*Task item*: Reproduce, exactly and in full, only the lines below from the one containing "from the session." through the one containing "Require an authenticated".

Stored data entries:
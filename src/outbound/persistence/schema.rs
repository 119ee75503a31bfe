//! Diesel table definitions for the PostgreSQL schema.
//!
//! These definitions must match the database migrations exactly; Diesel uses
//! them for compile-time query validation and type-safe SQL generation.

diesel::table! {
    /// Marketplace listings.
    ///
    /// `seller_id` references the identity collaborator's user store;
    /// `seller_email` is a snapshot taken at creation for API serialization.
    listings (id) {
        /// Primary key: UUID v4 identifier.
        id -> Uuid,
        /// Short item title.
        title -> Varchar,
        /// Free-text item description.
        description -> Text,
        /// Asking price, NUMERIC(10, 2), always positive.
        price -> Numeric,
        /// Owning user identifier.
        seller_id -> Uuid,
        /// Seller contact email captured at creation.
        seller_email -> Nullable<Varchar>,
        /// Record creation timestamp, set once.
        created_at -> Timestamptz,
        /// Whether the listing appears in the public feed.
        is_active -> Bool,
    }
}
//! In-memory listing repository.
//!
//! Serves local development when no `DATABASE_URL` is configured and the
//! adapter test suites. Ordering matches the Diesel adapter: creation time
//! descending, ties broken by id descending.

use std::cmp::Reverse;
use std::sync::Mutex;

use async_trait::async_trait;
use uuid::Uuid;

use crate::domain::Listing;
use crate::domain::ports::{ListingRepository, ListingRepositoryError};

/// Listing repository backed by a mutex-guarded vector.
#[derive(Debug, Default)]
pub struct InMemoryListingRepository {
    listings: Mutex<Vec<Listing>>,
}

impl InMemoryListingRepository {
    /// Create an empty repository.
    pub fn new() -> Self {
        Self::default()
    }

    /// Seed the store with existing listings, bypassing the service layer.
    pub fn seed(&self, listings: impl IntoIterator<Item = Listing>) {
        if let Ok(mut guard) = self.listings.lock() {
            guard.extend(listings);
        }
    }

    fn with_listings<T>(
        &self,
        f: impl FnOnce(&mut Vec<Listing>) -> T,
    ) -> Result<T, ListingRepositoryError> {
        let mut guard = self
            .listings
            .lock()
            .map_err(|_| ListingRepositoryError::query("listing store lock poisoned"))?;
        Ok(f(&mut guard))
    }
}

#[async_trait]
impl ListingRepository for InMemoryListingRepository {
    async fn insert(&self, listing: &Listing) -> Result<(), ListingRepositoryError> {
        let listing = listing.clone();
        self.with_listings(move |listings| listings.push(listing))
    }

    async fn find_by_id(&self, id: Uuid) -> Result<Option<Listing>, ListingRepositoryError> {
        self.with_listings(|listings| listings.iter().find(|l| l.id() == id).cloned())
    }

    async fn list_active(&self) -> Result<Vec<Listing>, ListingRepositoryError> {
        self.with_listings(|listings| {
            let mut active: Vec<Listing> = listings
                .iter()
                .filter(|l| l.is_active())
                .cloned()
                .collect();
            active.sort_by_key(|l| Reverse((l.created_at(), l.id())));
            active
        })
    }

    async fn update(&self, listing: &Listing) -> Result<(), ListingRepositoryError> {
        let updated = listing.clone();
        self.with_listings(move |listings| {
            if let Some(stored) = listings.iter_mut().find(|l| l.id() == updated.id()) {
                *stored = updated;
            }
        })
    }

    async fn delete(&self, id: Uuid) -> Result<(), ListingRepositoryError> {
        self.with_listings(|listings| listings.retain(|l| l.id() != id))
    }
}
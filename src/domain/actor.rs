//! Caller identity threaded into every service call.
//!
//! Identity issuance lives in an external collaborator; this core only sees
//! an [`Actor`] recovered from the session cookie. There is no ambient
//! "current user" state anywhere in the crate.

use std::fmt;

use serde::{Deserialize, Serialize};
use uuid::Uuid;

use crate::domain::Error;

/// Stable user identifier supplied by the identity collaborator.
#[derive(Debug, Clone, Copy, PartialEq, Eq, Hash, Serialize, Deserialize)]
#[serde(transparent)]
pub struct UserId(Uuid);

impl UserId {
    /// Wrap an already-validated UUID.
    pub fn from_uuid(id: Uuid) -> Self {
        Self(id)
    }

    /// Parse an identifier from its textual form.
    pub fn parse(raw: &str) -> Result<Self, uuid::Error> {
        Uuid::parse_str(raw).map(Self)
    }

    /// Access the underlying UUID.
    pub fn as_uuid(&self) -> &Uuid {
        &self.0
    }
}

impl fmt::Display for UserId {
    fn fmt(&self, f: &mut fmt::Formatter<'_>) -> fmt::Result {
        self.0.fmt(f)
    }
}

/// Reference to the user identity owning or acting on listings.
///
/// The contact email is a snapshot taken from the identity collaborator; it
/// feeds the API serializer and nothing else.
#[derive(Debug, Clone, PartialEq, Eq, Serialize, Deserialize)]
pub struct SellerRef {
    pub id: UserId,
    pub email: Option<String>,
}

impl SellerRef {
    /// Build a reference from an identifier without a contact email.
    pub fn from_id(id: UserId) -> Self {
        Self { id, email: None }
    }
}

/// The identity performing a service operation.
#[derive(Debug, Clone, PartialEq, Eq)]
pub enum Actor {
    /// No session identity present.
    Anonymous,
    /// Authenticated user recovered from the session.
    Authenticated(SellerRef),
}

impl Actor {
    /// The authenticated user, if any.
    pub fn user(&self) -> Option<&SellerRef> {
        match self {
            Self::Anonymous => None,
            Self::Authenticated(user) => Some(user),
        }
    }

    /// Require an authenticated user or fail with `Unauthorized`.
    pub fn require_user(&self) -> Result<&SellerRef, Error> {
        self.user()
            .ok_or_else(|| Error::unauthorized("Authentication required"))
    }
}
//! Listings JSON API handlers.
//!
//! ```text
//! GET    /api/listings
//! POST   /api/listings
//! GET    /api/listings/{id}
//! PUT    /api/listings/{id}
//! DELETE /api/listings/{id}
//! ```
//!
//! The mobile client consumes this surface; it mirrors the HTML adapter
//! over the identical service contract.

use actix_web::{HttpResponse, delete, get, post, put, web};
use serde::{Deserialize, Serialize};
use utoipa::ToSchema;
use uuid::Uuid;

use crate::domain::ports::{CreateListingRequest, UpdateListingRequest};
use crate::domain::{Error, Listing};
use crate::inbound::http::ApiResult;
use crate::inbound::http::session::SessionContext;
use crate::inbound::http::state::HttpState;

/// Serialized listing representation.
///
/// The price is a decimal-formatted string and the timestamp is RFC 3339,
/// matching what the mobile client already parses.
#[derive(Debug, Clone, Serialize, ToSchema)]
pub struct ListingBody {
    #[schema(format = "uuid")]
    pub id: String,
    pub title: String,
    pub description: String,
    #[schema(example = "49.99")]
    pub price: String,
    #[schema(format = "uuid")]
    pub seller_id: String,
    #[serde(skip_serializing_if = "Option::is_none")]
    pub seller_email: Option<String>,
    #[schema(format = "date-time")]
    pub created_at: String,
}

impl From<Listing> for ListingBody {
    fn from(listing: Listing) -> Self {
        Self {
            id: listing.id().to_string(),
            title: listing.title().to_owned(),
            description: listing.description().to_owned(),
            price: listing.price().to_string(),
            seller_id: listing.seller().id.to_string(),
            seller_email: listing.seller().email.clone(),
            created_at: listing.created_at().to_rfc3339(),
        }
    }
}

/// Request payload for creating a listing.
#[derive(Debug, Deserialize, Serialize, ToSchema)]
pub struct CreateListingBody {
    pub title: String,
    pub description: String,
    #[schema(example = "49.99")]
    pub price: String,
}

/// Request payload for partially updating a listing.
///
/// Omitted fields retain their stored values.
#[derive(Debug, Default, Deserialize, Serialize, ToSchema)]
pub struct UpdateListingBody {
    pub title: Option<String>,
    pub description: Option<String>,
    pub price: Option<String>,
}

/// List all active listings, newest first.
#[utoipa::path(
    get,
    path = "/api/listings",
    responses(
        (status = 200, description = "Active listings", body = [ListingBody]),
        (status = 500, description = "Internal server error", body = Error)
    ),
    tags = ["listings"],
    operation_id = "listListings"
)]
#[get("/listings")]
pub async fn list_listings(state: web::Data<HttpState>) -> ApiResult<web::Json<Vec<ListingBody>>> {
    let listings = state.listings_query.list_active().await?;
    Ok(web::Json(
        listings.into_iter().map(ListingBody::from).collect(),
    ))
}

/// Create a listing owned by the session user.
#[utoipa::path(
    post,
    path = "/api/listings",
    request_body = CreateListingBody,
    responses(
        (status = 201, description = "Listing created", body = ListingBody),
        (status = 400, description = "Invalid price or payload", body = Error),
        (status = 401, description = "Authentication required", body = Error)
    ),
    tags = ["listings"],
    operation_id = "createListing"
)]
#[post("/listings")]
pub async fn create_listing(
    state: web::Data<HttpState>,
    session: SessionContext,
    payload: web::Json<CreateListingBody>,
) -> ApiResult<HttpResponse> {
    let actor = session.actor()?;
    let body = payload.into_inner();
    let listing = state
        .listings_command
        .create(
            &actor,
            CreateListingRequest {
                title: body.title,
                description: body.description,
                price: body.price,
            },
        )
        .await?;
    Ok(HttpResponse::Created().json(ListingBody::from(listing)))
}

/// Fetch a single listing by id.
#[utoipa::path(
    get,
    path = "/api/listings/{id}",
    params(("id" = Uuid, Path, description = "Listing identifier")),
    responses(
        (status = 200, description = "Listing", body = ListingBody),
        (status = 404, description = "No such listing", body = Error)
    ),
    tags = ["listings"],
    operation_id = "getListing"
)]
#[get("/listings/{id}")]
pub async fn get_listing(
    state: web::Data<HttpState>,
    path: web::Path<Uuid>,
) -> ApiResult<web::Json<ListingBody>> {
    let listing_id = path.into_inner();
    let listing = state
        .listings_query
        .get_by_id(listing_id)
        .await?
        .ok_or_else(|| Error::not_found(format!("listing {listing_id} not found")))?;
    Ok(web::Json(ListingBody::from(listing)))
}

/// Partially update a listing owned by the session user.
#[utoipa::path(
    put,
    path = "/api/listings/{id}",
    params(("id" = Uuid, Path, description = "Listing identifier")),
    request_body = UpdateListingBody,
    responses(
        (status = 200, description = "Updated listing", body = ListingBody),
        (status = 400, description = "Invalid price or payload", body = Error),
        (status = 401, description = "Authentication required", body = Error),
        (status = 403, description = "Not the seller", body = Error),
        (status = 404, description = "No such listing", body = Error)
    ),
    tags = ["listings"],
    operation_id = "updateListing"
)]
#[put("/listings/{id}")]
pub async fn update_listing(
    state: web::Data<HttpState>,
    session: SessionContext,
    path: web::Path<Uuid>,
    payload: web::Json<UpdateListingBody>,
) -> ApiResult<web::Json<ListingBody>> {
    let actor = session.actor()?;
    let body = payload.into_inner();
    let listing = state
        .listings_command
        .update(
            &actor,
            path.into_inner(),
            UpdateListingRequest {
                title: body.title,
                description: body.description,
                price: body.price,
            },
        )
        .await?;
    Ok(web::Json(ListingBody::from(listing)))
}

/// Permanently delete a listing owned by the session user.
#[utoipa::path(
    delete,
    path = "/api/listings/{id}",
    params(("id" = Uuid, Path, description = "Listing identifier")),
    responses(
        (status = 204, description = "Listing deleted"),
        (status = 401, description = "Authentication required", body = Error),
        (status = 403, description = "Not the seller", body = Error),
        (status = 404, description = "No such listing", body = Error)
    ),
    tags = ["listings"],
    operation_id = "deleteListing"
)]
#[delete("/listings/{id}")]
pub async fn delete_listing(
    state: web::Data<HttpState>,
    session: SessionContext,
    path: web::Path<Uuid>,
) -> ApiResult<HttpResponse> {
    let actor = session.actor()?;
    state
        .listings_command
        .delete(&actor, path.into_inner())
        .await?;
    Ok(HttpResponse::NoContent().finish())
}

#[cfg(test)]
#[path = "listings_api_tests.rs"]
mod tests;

*Problem solution*:
    /// Authenticated user recovered from the session.
    Authenticated(SellerRef),
}

impl Actor {
    /// The authenticated user, if any.
    pub fn user(&self) -> Option<&SellerRef> {
        match self {
            Self::Anonymous => None,
            Self::Authenticated(user) => Some(user),
        }
    }

    /// Require an authenticated user or fail with `Unauthorized`.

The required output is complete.